» TASK TO CARRY OUT
Work through the listing below, copying each line that carries the word "return".

» DATA EXTRACT
..............................

//! Contract duration resolution.
//!
//! Turns an assignment's start and end dates into the whole number of contract
//! weeks used for contract totals. When either date is missing or cannot be
//! parsed the contract is assumed to run [`DEFAULT_CONTRACT_WEEKS`] weeks.

use chrono::{DateTime, NaiveDate, NaiveDateTime, NaiveTime, Utc};

use crate::models::{AuditStep, AuditWarning};

/// Contract length assumed when the dates cannot be resolved.
pub const DEFAULT_CONTRACT_WEEKS: u32 = 13;

/// Days and whole weeks between two contract dates.
#[derive(Debug, Clone, Copy, PartialEq, Eq)]
pub struct ContractDuration {
    /// Absolute number of days between the dates.
    pub days: i64,
    /// `days / 7`, rounded up.
    pub weeks: u32,
}

const MILLIS_PER_DAY: i64 = 86_400_000;

/// Computes the duration between two instants.
///
/// Any part of a day counts as a whole day, so the day count is the ceiling of
/// the absolute difference measured in milliseconds.
///
/// ```
/// use chrono::{TimeZone, Utc};
/// use pay_package_engine::calculation::contract_duration_between;
///
/// let start = Utc.with_ymd_and_hms(2023, 1, 1, 0, 0, 0).unwrap();
/// let end = Utc.with_ymd_and_hms(2023, 1, 1, 12, 0, 0).unwrap();
///
/// let duration = contract_duration_between(start, end);
/// assert_eq!(duration.days, 1);
/// assert_eq!(duration.weeks, 1);
/// ```
pub fn contract_duration_between(start: DateTime<Utc>, end: DateTime<Utc>) -> ContractDuration {
    let millis = end.signed_duration_since(start).num_milliseconds().abs();
    let days = millis / MILLIS_PER_DAY + i64::from(millis % MILLIS_PER_DAY != 0);
    let weeks = u32::try_from((days + 6) / 7).unwrap_or(u32::MAX);
    ContractDuration { days, weeks }
}

/// Computes the duration between two dates, or `None` if either is missing.
///
/// The order of the dates does not matter: a reversed pair yields the same
/// duration as the ordered pair. Identical dates give a zero-week contract.
///
/// # Examples
///
/// ```
/// use chrono::NaiveDate;
/// use pay_package_engine::calculation::contract_duration;
///
/// let start = NaiveDate::from_ymd_opt(2023, 6, 15);
/// let end = NaiveDate::from_ymd_opt(2023, 9, 10);
///
/// let duration = contract_duration(start, end).unwrap();
/// assert_eq!(duration.days, 87);
/// assert_eq!(duration.weeks, 13);
/// ```
pub fn contract_duration(
    start: Option<NaiveDate>,
    end: Option<NaiveDate>,
) -> Option<ContractDuration> {
    Some(contract_duration_between(midnight(start?), midnight(end?)))
}

fn midnight(date: NaiveDate) -> DateTime<Utc> {
    date.and_time(NaiveTime::MIN).and_utc()
}

/// Resolves the number of contract weeks, falling back to 13.
///
/// # Examples
///
/// ```
/// use chrono::NaiveDate;
/// use pay_package_engine::calculation::resolve_contract_weeks;
///
/// assert_eq!(resolve_contract_weeks(None, None), 13);
///
/// let day = NaiveDate::from_ymd_opt(2023, 1, 1);
/// assert_eq!(resolve_contract_weeks(day, day), 0);
/// ```
pub fn resolve_contract_weeks(start: Option<NaiveDate>, end: Option<NaiveDate>) -> u32 {
    contract_duration(start, end)
        .map(|d| d.weeks)
        .unwrap_or(DEFAULT_CONTRACT_WEEKS)
}

/// Parses a contract instant from text.
///
/// Accepts plain calendar dates (`2023-06-15`, read as midnight UTC) and
/// ISO-8601 date-times, with or without an offset. Date-times without an
/// offset are taken as UTC.
pub fn parse_contract_instant(text: &str) -> Option<DateTime<Utc>> {
    let text = text.trim();
    if let Ok(date) = NaiveDate::parse_from_str(text, "%Y-%m-%d") {
        return Some(midnight(date));
    }
    if let Ok(date_time) = DateTime::parse_from_rfc3339(text) {
        return Some(date_time.with_timezone(&Utc));
    }
    NaiveDateTime::parse_from_str(text, "%Y-%m-%dT%H:%M:%S%.f")
        .ok()
        .map(|dt| dt.and_utc())
}

/// Parses a contract date from text: the UTC calendar date of
/// [`parse_contract_instant`].
pub fn parse_contract_date(text: &str) -> Option<NaiveDate> {
    parse_contract_instant(text).map(|instant| instant.date_naive())
}

/// [`resolve_contract_weeks`] over raw text; unparsable text counts as missing.
///
/// Date-times keep their time of day, so a contract starting and ending on the
/// same calendar day several hours apart runs one week.
///
/// ```
/// use pay_package_engine::calculation::resolve_contract_weeks_from_str;
///
/// assert_eq!(resolve_contract_weeks_from_str(Some("not-a-date"), Some("2023-01-01")), 13);
/// assert_eq!(resolve_contract_weeks_from_str(Some("2023-06-15"), Some("2023-09-10")), 13);
/// ```
pub fn resolve_contract_weeks_from_str(start: Option<&str>, end: Option<&str>) -> u32 {
    match (
        start.and_then(parse_contract_instant),
        end.and_then(parse_contract_instant),
    ) {
        (Some(start), Some(end)) => contract_duration_between(start, end).weeks,
        _ => DEFAULT_CONTRACT_WEEKS,
    }
}

/// The resolved contract term with its audit record.
#[derive(Debug, Clone)]
pub struct ContractTermResult {
    /// Weeks used for contract totals.
    pub weeks: u32,
    /// The computed duration, when both dates resolved.
    pub duration: Option<ContractDuration>,
    /// True if the 13-week fallback was used.
    pub default_applied: bool,
    /// The audit step recording this resolution.
    pub audit_step: AuditStep,
    /// Conditions worth flagging (defaulted or reversed dates).
    pub warnings: Vec<AuditWarning>,
}

/// Resolves the contract term for a calculation, recording how it was reached.
pub fn resolve_contract_term(
    start: Option<NaiveDate>,
    end: Option<NaiveDate>,
    step_number: u32,
) -> ContractTermResult {
    let duration = contract_duration(start, end);
    let mut warnings = Vec::new();

    let (weeks, reasoning) = match duration {
        Some(d) => (
            d.weeks,
            format!("ceil({} days / 7) = {} weeks", d.days, d.weeks),
        ),
        None => {
            warnings.push(AuditWarning::new(
                "DEFAULT_CONTRACT_WEEKS",
                format!(
                    "Start or end date missing; contract assumed to run {} weeks",
                    DEFAULT_CONTRACT_WEEKS
                ),
                "low",
            ));
            (
                DEFAULT_CONTRACT_WEEKS,
                format!(
                    "Dates unavailable - default of {} weeks applied",
                    DEFAULT_CONTRACT_WEEKS
                ),
            )
        }
    };

    if let (Some(s), Some(e)) = (start, end) {
        if e < s {
            warnings.push(AuditWarning::new(
                "REVERSED_CONTRACT_DATES",
                format!("End date {} is before start date {}", e, s),
                "medium",
            ));
        }
    }

    let audit_step = AuditStep {
        step_number,
        rule_id: "contract_duration".to_string(),
        rule_name: "Contract Duration".to_string(),
        formula: "weeks = ceil(ceil(|end - start| days) / 7), default 13".to_string(),
        input: serde_json::json!({
            "start_date": start.map(|d| d.to_string()),
            "end_date": end.map(|d| d.to_string()),
        }),
        output: serde_json::json!({
            "days": duration.map(|d| d.days),
            "weeks": weeks,
            "default_applied": duration.is_none(),
        }),
        reasoning,
    };

    ContractTermResult {
        weeks,
        duration,
        default_applied: duration.is_none(),
        audit_step,
        warnings,
    }
}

..............................

» COMPLETED EXERCISE
        return Some(midnight(date));
        return Some(date_time.with_timezone(&Utc));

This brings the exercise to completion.